第29話 決心

「はぁぁ……。今日は疲れたわね」


 自室にて私はため息を吐く。まさかここまでの大事が起きるなんて思っていなかった。

 あの後、保健室に到着した私を待っていたのは、張り詰めた気配を漂わせる養護教諭だった。私はもちろん、霧香さんも十分にお嬢様と呼べる家の子なので、担当する側としては気が気じゃなかったのだろう。

 そして養護教諭から簡易の診察を受け、両者ともに外傷無しと判断。ただ霧香さんは気絶したままだったし、頭の怪我は油断ができないということで、念のため病院に搬送。検査入院が決定。

 私も同様の理由で連れてかれたが、霧香さんと違って終始ピンピンしてたので、異常がないと分かった時点で家に帰された模様。


「とはいえ、本番はむしろこれからなのよねぇ……」


 早退したけど、何事もなくてめでたしめでたし。──それで終わらないのが現実である。

 教育現場で起きたトラブルは、当然ながら親の方に連絡がいく。関係者の生死に関わるような大事なら尚更。

 もちろん私は被害者だ。連絡がいったところで心配こそされど、怒られる道理はありはしない。そういう意味では不安を抱く必要もない。

 ……が、それは全て『普通なら』という形容詞がつく場合。私の両親は、生憎と『普通ではない』のだ。それもマイナス方向で。


「憂鬱だわ……」


 ため息を吐きながら部屋を出る。両親はすでに帰宅済み。で、夕飯の前に呼び出しを受けたのがついさっき。

 理由は当然ながら今日の一件。そして私の身を大して心配してないのは一目瞭然。……だって心配してたら呼び出しなんてしないだろう。階段から転がり落ちたなんて、医者から問題無しと言われても安静にさせとくだろう。

 大人しく寝ていろと言わず、リビングまでやってこいとのたまう両親とか……。相変わらずで片付けてしまえばそれまでだが、もう少し親としての自覚を持てという。


「……ま、割り切るしかないわよね」


 切り替えよう。文句は果てしなくあるが、今は粛々とやるべきタスクをこなしていこう。

 両親がマトモじゃないことを嘆くよりも、マトモじゃないからこそ放たれる妄言を処理することの方が重要性は高いのだから。


「よし。──失礼します」


 腹を括り、リビングの扉を開ける。ソファには両親が。……そして壁際にはお兄様が。漫画片手に床を寝転がっているのだが、アレはなにをしているのだろうか?

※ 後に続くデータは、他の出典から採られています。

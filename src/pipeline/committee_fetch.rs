//! Committee fetch stage.
//!
//! Syncs the committee roster, including the committee → subcommittee
//! hierarchy. Parents are upserted before subcommittees so the
//! self-referential parent link always resolves.

use std::sync::Arc;

use chrono::Utc;
use serde_json::json;
use tracing::{info, warn};

use super::{FetchOptions, FetchStats};
use crate::api::ApiClient;
use crate::constants::COMMITTEES_ENDPOINT;
use crate::storage::{RawStore, SharedDatabase, SyncStatus, SyncTracker, records};
use crate::types::{Chamber, Committee, Result};

pub struct CommitteeFetchStage {
    db: SharedDatabase,
    raw: RawStore,
    api: Arc<ApiClient>,
    tracker: SyncTracker,
}

impl CommitteeFetchStage {
    pub fn new(
        db: SharedDatabase,
        raw: RawStore,
        api: Arc<ApiClient>,
        tracker: SyncTracker,
    ) -> Self {
        Self {
            db,
            raw,
            api,
            tracker,
        }
    }

    pub async fn run(&self, options: &FetchOptions, chamber: Option<Chamber>) -> Result<FetchStats> {
        self.tracker
            .set_status(COMMITTEES_ENDPOINT, SyncStatus::InProgress, 0, None)?;

        match self.fetch_and_store(options, chamber).await {
            Ok(stats) => {
                self.tracker.set_status(
                    COMMITTEES_ENDPOINT,
                    SyncStatus::Success,
                    stats.total() as u64,
                    None,
                )?;
                info!(endpoint = COMMITTEES_ENDPOINT, %stats, "Committee fetch complete");
                Ok(stats)
            }
            Err(e) => {
                self.tracker.set_status(
                    COMMITTEES_ENDPOINT,
                    SyncStatus::Failed,
                    0,
                    Some(&e.to_string()),
                )?;
                Err(e)
            }
        }
    }

    async fn fetch_and_store(
        &self,
        options: &FetchOptions,
        chamber: Option<Chamber>,
    ) -> Result<FetchStats> {
        let path = match chamber {
            Some(Chamber::House) => "committee/house".to_string(),
            Some(Chamber::Senate) => "committee/senate".to_string(),
            None => "committee".to_string(),
        };

        let mut committee_records = self.api.get_paginated(&path, &[], "committees").await?;
        if let Some(limit) = options.limit {
            committee_records.truncate(limit);
        }
        info!(count = committee_records.len(), "Fetched committee records");

        let fetched_at = Utc::now();
        self.raw.save(
            &json!({"committees": committee_records, "fetchDate": fetched_at.to_rfc3339()}),
            &[
                "committee",
                "list",
                &format!("committees_{}.json", fetched_at.format("%Y%m%d_%H%M%S")),
            ],
        )?;

        let mut committees: Vec<Committee> = Vec::new();
        let mut stats = FetchStats::default();
        for record in &committee_records {
            match Committee::from_record(record) {
                Some(committee) => committees.push(committee),
                None => {
                    warn!("Committee record missing system code, skipping");
                    stats.errors += 1;
                }
            }
        }
        // Parents first so subcommittee parent links resolve
        committees.sort_by_key(Committee::is_subcommittee);

        for committee in &committees {
            match self
                .db
                .transaction(|conn| records::upsert_committee(conn, committee))
            {
                Ok(records::UpsertOutcome::Inserted) => stats.inserted += 1,
                Ok(records::UpsertOutcome::Updated) => stats.updated += 1,
                Ok(records::UpsertOutcome::Skipped) => stats.skipped += 1,
                Err(e) => {
                    warn!(
                        committee = %committee.system_code,
                        error = %e,
                        "Failed to upsert committee"
                    );
                    stats.errors += 1;
                }
            }
        }
        Ok(stats)
    }
}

 普段、お兄様は家では自室に籠っている。両親含め、家の人間の全てを取るに足らないと思っているからだ。『有象無象を視界に入れるよりも、部屋でゲームや漫画を堪能した方が建設的じゃん』とは、ブートキャンプ中のお兄様の言である。


「……」


 なのでリビングにいるのは大変珍しい。あと壁際で寝転がっている姿は大変怪しい。絶対になにか思惑があるはずなのだが、かなりの確率でやぶ蛇なのが悩みどころだ。


「八千流。早くこっちに座りなさい」


 私がお兄様についてなにかコメントすべきか悩んでいると、父からため息混じりの呼び出しが。

 その言葉の裏に込められた意味は明白。『お兄様は無視しろ』ということなのだろう。無視するには存在感がありすぎるのだが、それでも両親からすれば触れたいものではないようだ。

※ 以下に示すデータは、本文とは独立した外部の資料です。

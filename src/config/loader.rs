//! Configuration Loader (Figment-based)
//!
//! Loads and merges configuration from multiple sources using Figment:
//! 1. Built-in defaults (Serialized)
//! 2. Global config (~/.config/legisync/config.toml)
//! 3. Project config (legisync.toml)
//! 4. Environment variables (LEGISYNC_* prefix)

use figment::{
    Figment,
    providers::{Env, Format, Serialized, Toml},
};
use std::fs;
use std::path::{Path, PathBuf};

use directories::ProjectDirs;
use tracing::{debug, info};

use super::types::Config;
use crate::types::{Result, SyncError};

/// Configuration loader
pub struct ConfigLoader;

impl ConfigLoader {
    /// Load configuration with full resolution chain:
    /// defaults → global → project → env vars
    pub fn load() -> Result<Config> {
        let mut figment = Figment::new().merge(Serialized::defaults(Config::default()));

        if let Some(global_path) = Self::global_config_path()
            && global_path.exists()
        {
            debug!("Loading global config from: {}", global_path.display());
            figment = figment.merge(Toml::file(&global_path));
        }

        let project_path = Self::project_config_path();
        if project_path.exists() {
            debug!("Loading project config from: {}", project_path.display());
            figment = figment.merge(Toml::file(&project_path));
        }

        // e.g. LEGISYNC_API_TIMEOUT_SECS -> api.timeout_secs
        figment = figment.merge(Env::prefixed("LEGISYNC_").split("_").lowercase(true));

        let config: Config = figment
            .extract()
            .map_err(|e| SyncError::Config(format!("Configuration error: {}", e)))?;

        config.validate()?;
        Ok(config)
    }

    /// Load configuration from a specific file only (plus defaults).
    pub fn load_from_file(path: &Path) -> Result<Config> {
        let config: Config = Figment::new()
            .merge(Serialized::defaults(Config::default()))
            .merge(Toml::file(path))
            .extract()
            .map_err(|e| SyncError::Config(format!("Configuration error: {}", e)))?;
        config.validate()?;
        Ok(config)
    }

    /// Path to the global config file, platform-resolved.
    pub fn global_config_path() -> Option<PathBuf> {
        ProjectDirs::from("", "", "legisync").map(|dirs| dirs.config_dir().join("config.toml"))
    }

    /// Path to the project config file.
    pub fn project_config_path() -> PathBuf {
        PathBuf::from("legisync.toml")
    }

    /// Write a default project config, refusing to clobber an existing
    /// one unless forced.
    pub fn init_project(force: bool) -> Result<PathBuf> {
        let path = Self::project_config_path();
        if path.exists() && !force {
            return Err(SyncError::Config(format!(
                "{} already exists (use --force to overwrite)",
                path.display()
            )));
        }
        fs::write(&path, Self::default_project_config())?;
        info!("Created project config: {}", path.display());
        Ok(path)
    }

    fn default_project_config() -> &'static str {
        r#"# legisync configuration
# Project settings; LEGISYNC_* environment variables override these.

version = "1.0"

[api]
# api_key = "..."          # or LEGISYNC_API_API_KEY
timeout_secs = 30
max_retries = 3
page_size = 250
page_delay_ms = 500

[storage]
db_path = "legisync.db"
raw_dir = "raw"
backup_retention_days = 30

[sync]
lookback_days = 7
selection_policy = "most_recent_update"

[backfill]
batch_size = 50
workers = 4

[ai]
provider = "anthropic"
# model = "claude-sonnet-4-20250514"
# api_key = "..."          # or the provider's usual env var
timeout_secs = 120
unknown_tag_policy = "reject"
"#
    }
}

#[cfg(test)]
mod tests {
    use super::*;

    #[test]
    fn test_load_from_missing_file_uses_defaults() {
        let dir = tempfile::tempdir().unwrap();
        let config = ConfigLoader::load_from_file(&dir.path().join("nope.toml")).unwrap();
        assert_eq!(config.version, "1.0");
        assert_eq!(config.backfill.workers, 4);
    }

    #[test]
    fn test_load_from_file_overrides_defaults() {
        let dir = tempfile::tempdir().unwrap();
        let path = dir.path().join("legisync.toml");
        fs::write(
            &path,
            "[backfill]\nworkers = 1\nbatch_size = 10\n\n[sync]\nselection_policy = \"first_entry\"\n",
        )
        .unwrap();
        let config = ConfigLoader::load_from_file(&path).unwrap();
        assert_eq!(config.backfill.workers, 1);
        assert_eq!(config.backfill.batch_size, 10);
        assert_eq!(
            config.sync.selection_policy,
            crate::types::SelectionPolicy::FirstEntry
        );
    }

    #[test]
    fn test_invalid_file_rejected_by_validation() {
        let dir = tempfile::tempdir().unwrap();
        let path = dir.path().join("legisync.toml");
        fs::write(&path, "[backfill]\nworkers = 0\n").unwrap();
        assert!(ConfigLoader::load_from_file(&path).is_err());
    }

    #[test]
    fn test_default_template_parses() {
        let dir = tempfile::tempdir().unwrap();
        let path = dir.path().join("legisync.toml");
        fs::write(&path, ConfigLoader::default_project_config()).unwrap();
        let config = ConfigLoader::load_from_file(&path).unwrap();
        assert_eq!(config.ai.provider, "anthropic");
    }
}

 ……それもそうか。半年前の脅し以降、お兄様と両親の仲は冷えきってしまっているからなぁ。正確に言えば、両親が全力で認識しないようにしているだけだが。お兄様は元から気に止めてないし。

 まあ、お兄様は本当に無視してもいいか。ちょくちょくこちらに意識を向けてはいるようだが、基本的に漫画を眺めているだけ。大方、私にまつわるイベントの気配を感じて、観戦にでもしにきたのだろう。

 首を突っ込んできたら、もうその時はその時だと諦めるしかない。むしろアレだ。私が手を借りたくなった際、直ぐに声を掛けられると思っておこう。


「八千流。早くなさい」

「っと。申し訳ございません、お母様」


 母に急かされソファに座る。促されたのは両親がいるソファの向かい側。……広いから構わないのだけど、明らかに形が面談とかの類なのだが。

 何度も言うが、私って一般的には大怪我しかけた娘だぞ? それも当日かつ過失ゼロの完璧被害者サイドだぞ? もう少し心配している素振りぐらい見せても良いのでは?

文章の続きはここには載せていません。